Les géants américains de la technologie, Meta en tête, ont déjà lancé de grandes manœuvres.

Des milliards de dollars et des milliers d’embauches

Rebaptisé Meta, le groupe de Mark Zuckerberg ambitionne de s'imposer comme le créateur d'un espace numérique universel de référence, comme ont pu l'être l'App Store d'Apple ou le moteur de recherche de Google.

Pour y parvenir, il compte investir plusieurs dizaines de milliards de dollars chaque année et embaucher 10 000 personnes d'ici cinq ans en Europe.

Toutefois, les autres GAFAM (Google, Apple, Facebook, Amazon, Microsoft) n'entendent pas rester sur la touche, à l'image de Microsoft et son métavers d'entreprise.

À l'occasion de sa conférence annuelle pour le milieu professionnel, l'entreprise a annoncé mardi dernier le lancement de Mesh, une nouvelle fonctionnalité dans le logiciel Teams qui permettra d'apparaître, au cours de l'année 2022, sous la forme d'un avatar personnalisé au lieu d'activer la vidéo.

Deux hologrammes sont autour d'une table avec une personne portant un casque.

La plateforme Mesh permettra à des collègues de se réunir virtuellement.

Photo : Microsoft

Sur le même créneau des entreprises, le champion des processeurs Nvidia a déjà lancé sa plateforme Omniverse, qui entend permettre à des équipes de conception 3D internationales travaillant sur plusieurs suites logicielles de collaborer en temps réel dans un espace virtuel partagé.

Des jeux vidéo deviennent des réseaux sociaux

Plus que de simples jeux vidéo en ligne gratuits, Roblox, Minecraft et Fortnite sont devenus des plateformes de divertissement, où les joueurs et joueuses peuvent mener une vie sociale parallèle.

Ils pourraient ainsi bousculer l'hégémonie de réseaux sociaux comme Instagram, TikTok ou Snapchat et renforcer leur ambition de construire leur propre métavers.

Epic Games, l'éditeur de Fortnite, a indiqué qu'une partie du milliard de dollars américains (1,3 milliard de dollars canadiens) levé cette année auprès de portefeuilles serait consacrée à son développement.

Des expériences virtuelles pour joindre un plus jeune public

Premier avant-goût concret : les concerts virtuels de vedettes internationales comme le rappeur américain Travis Scott ou la chanteuse pop Zara Larsson, qui ont été regardés par plusieurs dizaines de millions de joueurs et joueuses en ligne.

Sur un écran de télévision, une version virtuelle du rappeur Travis Scott danse.

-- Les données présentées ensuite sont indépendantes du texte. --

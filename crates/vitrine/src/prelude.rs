pub use crate::error::Error;

pub use anstream::eprintln;
pub use anstream::println;
pub use color_eyre::eyre::{eyre, Context, OptionExt, Result};
pub use std::format as f;

pub fn new_table() -> prettytable::Table {
    let mut table = prettytable::Table::new();

    let format = prettytable::format::FormatBuilder::new()
        .padding(1, 1)
        .build();

    table.set_format(format);

    table
}

pub fn new_spinner() -> indicatif::ProgressBar {
    let spinner = indicatif::ProgressBar::new_spinner();

    spinner.set_style(
        indicatif::ProgressStyle::default_spinner()
            .template("{spinner:.cyan} {msg}")
            .unwrap(),
    );
    spinner.enable_steady_tick(std::time::Duration::from_millis(100));

    spinner
}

Un extrait du concert virtuel de Travis Scott diffusé sur la plateforme du jeu vidéo « Fortnite ».

Photo : AFP / Frazer Harrison

C'est une occasion incroyable pour entrer en contact avec un public plus jeune. C'est vraiment le futur, a plaidé la chanteuse suédoise, la semaine passée lors du Web Summit.

C'est aussi une occasion de multiplier ses sources de revenus : si une admiratrice ou un admirateur de Zara Larsson a la possibilité d'acheter un chandail à son effigie à la sortie de ses concerts physiques, il est dorénavant possible de dépenser son argent dans la boutique virtuelle de la chanteuse sur Fortine pour habiller son avatar avec des lunettes de soleil de collection.

Sur Decentraland, une plateforme en ligne considérée comme l'une des précurseures du métavers, il est possible d'acheter des parcelles de terrain virtuel sous forme de NFT (certificats d'authenticité numérique pour des contenus en ligne) avec une cryptomonnaie associée baptisée MANA.

Plusieurs autres jeunes pousses tentent de marcher sur ses traces, comme The Sandbox, qui vient de lever 93 millions de dollars américains (116 millions de dollars canadiens) auprès d'un groupe d’investissement.

En Corée du Sud, c'est une coalition d'entreprises et d'organismes publics qui a été formée en mai sous la houlette du ministère des Sciences pour éviter une dépendance aux acteurs transnationaux étrangers, selon Nicolas Reffait.